For the first time ever Cures and Curses AKA Aaron Akpojaro has a new outlook on his musical career. It has structure and plans to it. A timeline that he can see ahead of himself is on display to help him navigate a daunting journey and intimidating industry. He sits in a dark corner of his family home in an attempt to avoid the upstairs noise, coincidentally, so am I.
We begin with his brand new EP LiberateMe which for such a fresh artist feels wonderfully complete, like a nicely wrapped present — bow and all. “Thanks I’m glad that shows, I think I have a really good idea of how a record should ebb and flow. I’ve tried to emulate it from just listening to some of my favourite records,” he says.
Cures and Curses is a relatively fresh name on the alternative scene. Still in the ‘growing pains’ stage, finding his footing amongst a sea of new music, Aaron’s writing is thick with themes of mental health and the kinds of things that spill out of someone’s thoughts during rough times. Mixing in pop melodies and succulent breakdowns makes for anthems to be screamed out loud, something that Aaron does best.

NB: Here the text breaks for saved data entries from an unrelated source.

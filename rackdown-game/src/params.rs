//! Per-session randomized tuning profile and hidden crash condition.
//!
//! Both are drawn exactly once per session (and re-drawn on restart)
//! from the bands in [`TuningConfig`]; the player never sees either.

use std::fmt;

use rand::Rng;
use serde::{Deserialize, Serialize};

use crate::config::TuningConfig;
use crate::numbers::round_f32_to_i32;
use crate::rng::Dice;

/// Immutable-per-session bundle of load coefficients.
#[derive(Debug, Clone, Copy, PartialEq, Serialize, Deserialize)]
pub struct SessionParams {
    pub cpu_base: f32,
    pub cpu_mult: f32,
    pub mem_base: f32,
    pub mem_mult: f32,
    pub net_base: f32,
    pub net_mult: f32,
    pub net_spike_enabled: bool,
    pub decay_rate: f32,
    pub stress_per_tap: f32,
    /// Informational reference for presentation and scoring; the
    /// simulator never clamps against it.
    pub max_stress: f32,
}

impl SessionParams {
    /// Draw a fresh tuning profile from the configured bands.
    pub fn generate<R: Rng>(cfg: &TuningConfig, rng: &mut R) -> Self {
        let bands = &cfg.params;
        Self {
            cpu_base: rng.uniform(bands.cpu_base.min, bands.cpu_base.max),
            cpu_mult: rng.uniform(bands.cpu_mult.min, bands.cpu_mult.max),
            mem_base: rng.uniform(bands.mem_base.min, bands.mem_base.max),
            mem_mult: rng.uniform(bands.mem_mult.min, bands.mem_mult.max),
            net_base: rng.uniform(bands.net_base.min, bands.net_base.max),
            net_mult: rng.uniform(bands.net_mult.min, bands.net_mult.max),
            net_spike_enabled: rng.chance(bands.net_spike_percent),
            decay_rate: rng.uniform(bands.decay_rate.min, bands.decay_rate.max),
            stress_per_tap: rng.uniform(bands.stress_per_tap.min, bands.stress_per_tap.max),
            max_stress: rng.uniform(bands.max_stress.min, bands.max_stress.max),
        }
    }
}

/// Stable tag identifying which rule ended a session.
#[derive(Debug, Clone, Copy, PartialEq, Eq, Hash, Serialize, Deserialize)]
#[serde(rename_all = "snake_case")]
pub enum CrashCause {
    Stress,
    CpuMemory,
    NetworkSpike,
    TapCount,
    RandomDeath,
    TimeBomb,
}

impl CrashCause {
    #[must_use]
    pub const fn as_str(self) -> &'static str {
        match self {
            Self::Stress => "stress",
            Self::CpuMemory => "cpu_memory",
            Self::NetworkSpike => "network_spike",
            Self::TapCount => "tap_count",
            Self::RandomDeath => "random_death",
            Self::TimeBomb => "time_bomb",
        }
    }
}

impl fmt::Display for CrashCause {
    fn fmt(&self, f: &mut fmt::Formatter<'_>) -> fmt::Result {
        f.write_str(self.as_str())
    }
}

/// The hidden per-session rule that decides when a crash fires.
///
/// Exactly one variant is active per session; thresholds are drawn once
/// at generation time.
#[derive(Debug, Clone, Copy, PartialEq, Serialize, Deserialize)]
#[serde(tag = "type", rename_all = "snake_case")]
pub enum CrashCondition {
    Stress { threshold: f32 },
    CpuMemory { cpu: f32, memory: f32 },
    NetworkSpike { latency: f32 },
    TapCount { taps: u32 },
    /// Per-check percent chance, gated by a minimum stress.
    RandomDeath { percent: f32 },
    /// Elapsed-seconds threshold, gated by a minimum stress.
    TimeBomb { seconds: f32 },
}

impl CrashCondition {
    /// Uniformly pick one of the six condition shapes and draw its
    /// threshold.
    pub fn generate<R: Rng>(cfg: &TuningConfig, rng: &mut R) -> Self {
        let bands = &cfg.conditions;
        match rng.int_in(0, 5) {
            0 => Self::Stress {
                threshold: rng.uniform(bands.stress_threshold.min, bands.stress_threshold.max),
            },
            1 => Self::CpuMemory {
                cpu: rng.uniform(bands.cpu_threshold.min, bands.cpu_threshold.max),
                memory: rng.uniform(bands.mem_threshold.min, bands.mem_threshold.max),
            },
            2 => Self::NetworkSpike {
                latency: rng.uniform(
                    bands.net_spike_threshold.min,
                    bands.net_spike_threshold.max,
                ),
            },
            3 => {
                let taps = rng.int_in(
                    round_f32_to_i32(bands.tap_count.min),
                    round_f32_to_i32(bands.tap_count.max),
                );
                Self::TapCount {
                    taps: u32::try_from(taps.max(1)).unwrap_or(1),
                }
            }
            4 => Self::RandomDeath {
                percent: rng.uniform(
                    bands.random_death_percent.min,
                    bands.random_death_percent.max,
                ),
            },
            _ => Self::TimeBomb {
                seconds: rng.uniform(bands.time_bomb_seconds.min, bands.time_bomb_seconds.max),
            },
        }
    }

    /// Tag for logging and the crash record.
    #[must_use]
    pub const fn cause(&self) -> CrashCause {
        match self {
            Self::Stress { .. } => CrashCause::Stress,
            Self::CpuMemory { .. } => CrashCause::CpuMemory,
            Self::NetworkSpike { .. } => CrashCause::NetworkSpike,
            Self::TapCount { .. } => CrashCause::TapCount,
            Self::RandomDeath { .. } => CrashCause::RandomDeath,
            Self::TimeBomb { .. } => CrashCause::TimeBomb,
        }
    }
}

“I started out playing classical music actually,” he explains though. “I was in a bunch of orchestras where I played oboe. Then, I heard Good Charlotte for the first time and decided I needed an electric guitar,” he laughs.
“Immediately, I ditched the classical stuff for pop punk and started writing songs when I was about thirteen. I played in a band all throughout school actually, somehow I’ve ended up where I am now.”
Nowadays, Aaron tends to avoid the whole ‘labelling’ thing that us journalists love to do. His music in many ways defies definition, straddling the boundaries of several genres at once, often within a single song.
“I find it hard to label what genre Cures and Curses actually is so my friends have a running joke of calling it pop punk all the time. I mean it is probably one of my most listened to genres but there’s just too much controversy associated with it,” he laughs.
Not worried about being too commercial, too alternative or too pop, Aaron is simply doing what he wants to do: a sentiment that’s embedded in his work thus far.
On Liberate Me Curses and Curses gives everything from positive pop to tracks that let his emotions gush out. ‘Room in My Head’ is a track that follows what feels like the suffocation of Aaron’s mental state whilst ‘Hurt Myself’ – it may sound sad from the title but it isn’t – is frenetic at times and really supports the EP title. Throughout, Aaron sounds liberated. The pop elements give the album the kick of positivity that it needs and the melodies worm their way into your brain as Aaron melts his influences and experiences together.
“I used to hate writing personal music to be honest, it really didn’t feel satisfying. People say it’s cathartic but I write something like that and still feel shit after. When it came to this record though the best songs seemed to be the ones that dug deeper.”
Music is therapeutic and comforting but if you’re listening to music to therapize yourself you should probably look into actual therapy. After all, it isn’t an artist’s job to explore potentially traumatic thoughts for streams and they shouldn’t feel that they have to either…
Aaron is open-minded though: “Maybe the songs don’t have to be for me? Maybe it’s for someone else to connect to. I’m stepping outside of myself a bit there.”
Humble and selfless, Aaron speaks with a voice that shows careful consideration for his craft. Until recently, the artist was based in Liverpool: a city known for its mixture of Irish humour and English good will. Now, he’s based in the capital, where he is yet to play his first headline show: a reality that’s pushing Aaron back to the drawing board.
“I think the time invested in playing gigs right now is better put into something else,” he explains. “I want to grow my audience first and then play to those people when they’ve caught on.”
Culturally Liverpool and London are two very different places and, after living in the former for six years, Aaron’s enjoying life back living in London.
“It’s good,” he grins. “I love Liverpool and I can see myself going back up north one day, but I’m pleased to be back. It’s good to be here in London and it’s exciting because I’ve never really done this scene as an adult.”
A promising venture with a bright future down south, Curses and Curses is hitting on a lot of feel good elements. Big choruses and relatable lyrics check, Aaron’s finding his feet with a hearty offering that’s sure to lead to greener pastures.